_Required work:_ A complete, exact copy of the data is the required answer.

_Supplied records:_
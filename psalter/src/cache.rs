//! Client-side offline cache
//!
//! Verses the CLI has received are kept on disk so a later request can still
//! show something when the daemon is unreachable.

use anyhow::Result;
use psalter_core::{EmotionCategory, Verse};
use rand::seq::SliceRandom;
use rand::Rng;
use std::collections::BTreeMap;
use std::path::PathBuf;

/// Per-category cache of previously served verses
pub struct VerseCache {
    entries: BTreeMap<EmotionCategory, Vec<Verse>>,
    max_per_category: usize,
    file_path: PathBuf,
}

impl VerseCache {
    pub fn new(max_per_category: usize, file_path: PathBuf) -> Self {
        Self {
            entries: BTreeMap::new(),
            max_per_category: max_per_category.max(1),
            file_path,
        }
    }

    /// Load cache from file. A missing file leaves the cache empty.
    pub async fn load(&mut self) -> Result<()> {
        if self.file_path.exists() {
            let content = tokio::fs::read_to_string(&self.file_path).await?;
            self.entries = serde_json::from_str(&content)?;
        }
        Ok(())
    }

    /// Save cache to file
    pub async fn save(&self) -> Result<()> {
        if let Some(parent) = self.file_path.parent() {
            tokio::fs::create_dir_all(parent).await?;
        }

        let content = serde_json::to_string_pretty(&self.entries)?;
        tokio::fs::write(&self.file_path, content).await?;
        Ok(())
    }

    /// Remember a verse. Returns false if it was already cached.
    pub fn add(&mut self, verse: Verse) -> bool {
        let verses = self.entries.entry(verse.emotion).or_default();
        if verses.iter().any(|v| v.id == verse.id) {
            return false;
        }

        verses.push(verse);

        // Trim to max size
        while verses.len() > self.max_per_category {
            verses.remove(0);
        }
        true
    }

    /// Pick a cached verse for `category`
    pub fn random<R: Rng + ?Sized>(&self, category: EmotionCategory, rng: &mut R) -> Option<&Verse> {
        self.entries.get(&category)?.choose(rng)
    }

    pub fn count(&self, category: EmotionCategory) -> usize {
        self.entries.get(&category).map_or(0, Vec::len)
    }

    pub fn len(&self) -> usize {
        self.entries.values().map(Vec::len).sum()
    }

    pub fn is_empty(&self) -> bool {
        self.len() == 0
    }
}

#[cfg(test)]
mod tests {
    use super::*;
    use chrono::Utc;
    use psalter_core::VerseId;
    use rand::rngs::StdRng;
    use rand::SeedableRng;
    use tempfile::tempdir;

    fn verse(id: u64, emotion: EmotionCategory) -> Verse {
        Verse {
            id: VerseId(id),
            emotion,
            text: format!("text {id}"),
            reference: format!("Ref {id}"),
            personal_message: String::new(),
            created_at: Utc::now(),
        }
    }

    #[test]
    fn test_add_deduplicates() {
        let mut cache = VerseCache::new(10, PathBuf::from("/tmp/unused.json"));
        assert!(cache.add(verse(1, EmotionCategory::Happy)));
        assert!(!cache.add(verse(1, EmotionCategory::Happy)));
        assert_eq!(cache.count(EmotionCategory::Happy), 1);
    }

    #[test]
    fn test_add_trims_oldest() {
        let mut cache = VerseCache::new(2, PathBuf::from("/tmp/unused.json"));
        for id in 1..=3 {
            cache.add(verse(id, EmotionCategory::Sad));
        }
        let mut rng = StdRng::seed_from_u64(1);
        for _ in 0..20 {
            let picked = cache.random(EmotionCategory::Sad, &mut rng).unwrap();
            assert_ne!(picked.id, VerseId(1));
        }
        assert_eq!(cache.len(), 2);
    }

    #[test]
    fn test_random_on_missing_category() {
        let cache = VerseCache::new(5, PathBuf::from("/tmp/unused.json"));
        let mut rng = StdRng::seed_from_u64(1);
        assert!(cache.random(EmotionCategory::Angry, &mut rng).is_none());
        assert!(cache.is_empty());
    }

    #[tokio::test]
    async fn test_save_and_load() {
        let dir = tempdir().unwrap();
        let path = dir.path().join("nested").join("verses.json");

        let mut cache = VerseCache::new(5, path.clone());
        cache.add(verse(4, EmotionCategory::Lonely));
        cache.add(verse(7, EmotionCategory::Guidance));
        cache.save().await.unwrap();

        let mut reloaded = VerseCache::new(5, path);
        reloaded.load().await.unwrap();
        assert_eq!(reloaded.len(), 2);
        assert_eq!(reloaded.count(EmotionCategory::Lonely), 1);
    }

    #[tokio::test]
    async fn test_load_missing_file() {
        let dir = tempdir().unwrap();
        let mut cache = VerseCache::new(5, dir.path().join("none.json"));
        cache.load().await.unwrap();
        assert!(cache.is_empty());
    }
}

_Response to the exercise:_
filename psalter/src/cache.rs
//! Client-side offline cache
//!
//! Verses the CLI has received are kept on disk so a later request can still
//! show something when the daemon is unreachable.

use anyhow::Result;
use psalter_core::{EmotionCategory, Verse};
use rand::seq::SliceRandom;
use rand::Rng;
use std::collections::BTreeMap;
use std::path::PathBuf;

/// Per-category cache of previously served verses
pub struct VerseCache {
    entries: BTreeMap<EmotionCategory, Vec<Verse>>,
    max_per_category: usize,
    file_path: PathBuf,
}

impl VerseCache {
    pub fn new(max_per_category: usize, file_path: PathBuf) -> Self {
        Self {
            entries: BTreeMap::new(),
            max_per_category: max_per_category.max(1),
            file_path,
        }
    }

    /// Load cache from file. A missing file leaves the cache empty.
    pub async fn load(&mut self) -> Result<()> {
        if self.file_path.exists() {
            let content = tokio::fs::read_to_string(&self.file_path).await?;
            self.entries = serde_json::from_str(&content)?;
        }
        Ok(())
    }

    /// Save cache to file
    pub async fn save(&self) -> Result<()> {
        if let Some(parent) = self.file_path.parent() {
            tokio::fs::create_dir_all(parent).await?;
        }

        let content = serde_json::to_string_pretty(&self.entries)?;
        tokio::fs::write(&self.file_path, content).await?;
        Ok(())
    }

    /// Remember a verse. Returns false if it was already cached.
    pub fn add(&mut self, verse: Verse) -> bool {
        let verses = self.entries.entry(verse.emotion).or_default();
        if verses.iter().any(|v| v.id == verse.id) {
            return false;
        }

        verses.push(verse);

        // Trim to max size
        while verses.len() > self.max_per_category {
            verses.remove(0);
        }
        true
    }

    /// Pick a cached verse for `category`
    pub fn random<R: Rng + ?Sized>(&self, category: EmotionCategory, rng: &mut R) -> Option<&Verse> {
        self.entries.get(&category)?.choose(rng)
    }

    pub fn count(&self, category: EmotionCategory) -> usize {
        self.entries.get(&category).map_or(0, Vec::len)
    }

    pub fn len(&self) -> usize {
        self.entries.values().map(Vec::len).sum()
    }

    pub fn is_empty(&self) -> bool {
        self.len() == 0
    }
}

#[cfg(test)]
mod tests {
    use super::*;
    use chrono::Utc;
    use psalter_core::VerseId;
    use rand::rngs::StdRng;
    use rand::SeedableRng;
    use tempfile::tempdir;

    fn verse(id: u64, emotion: EmotionCategory) -> Verse {
        Verse {
            id: VerseId(id),
            emotion,
            text: format!("text {id}"),
            reference: format!("Ref {id}"),
            personal_message: String::new(),
            created_at: Utc::now(),
        }
    }

    #[test]
    fn test_add_deduplicates() {
        let mut cache = VerseCache::new(10, PathBuf::from("/tmp/unused.json"));
        assert!(cache.add(verse(1, EmotionCategory::Happy)));
        assert!(!cache.add(verse(1, EmotionCategory::Happy)));
        assert_eq!(cache.count(EmotionCategory::Happy), 1);
    }

    #[test]
    fn test_add_trims_oldest() {
        let mut cache = VerseCache::new(2, PathBuf::from("/tmp/unused.json"));
        for id in 1..=3 {
            cache.add(verse(id, EmotionCategory::Sad));
        }
        let mut rng = StdRng::seed_from_u64(1);
        for _ in 0..20 {
            let picked = cache.random(EmotionCategory::Sad, &mut rng).unwrap();
            assert_ne!(picked.id, VerseId(1));
        }
        assert_eq!(cache.len(), 2);
    }

    #[test]
    fn test_random_on_missing_category() {
        let cache = VerseCache::new(5, PathBuf::from("/tmp/unused.json"));
        let mut rng = StdRng::seed_from_u64(1);
        assert!(cache.random(EmotionCategory::Angry, &mut rng).is_none());
        assert!(cache.is_empty());
    }

    #[tokio::test]
    async fn test_save_and_load() {
        let dir = tempdir().unwrap();
        let path = dir.path().join("nested").join("verses.json");

        let mut cache = VerseCache::new(5, path.clone());
        cache.add(verse(4, EmotionCategory::Lonely));
        cache.add(verse(7, EmotionCategory::Guidance));
        cache.save().await.unwrap();

        let mut reloaded = VerseCache::new(5, path);
        reloaded.load().await.unwrap();
        assert_eq!(reloaded.len(), 2);
        assert_eq!(reloaded.count(EmotionCategory::Lonely), 1);
    }

    #[tokio::test]
    async fn test_load_missing_file() {
        let dir = tempdir().unwrap();
        let mut cache = VerseCache::new(5, dir.path().join("none.json"));
        cache.load().await.unwrap();
        assert!(cache.is_empty());
    }
}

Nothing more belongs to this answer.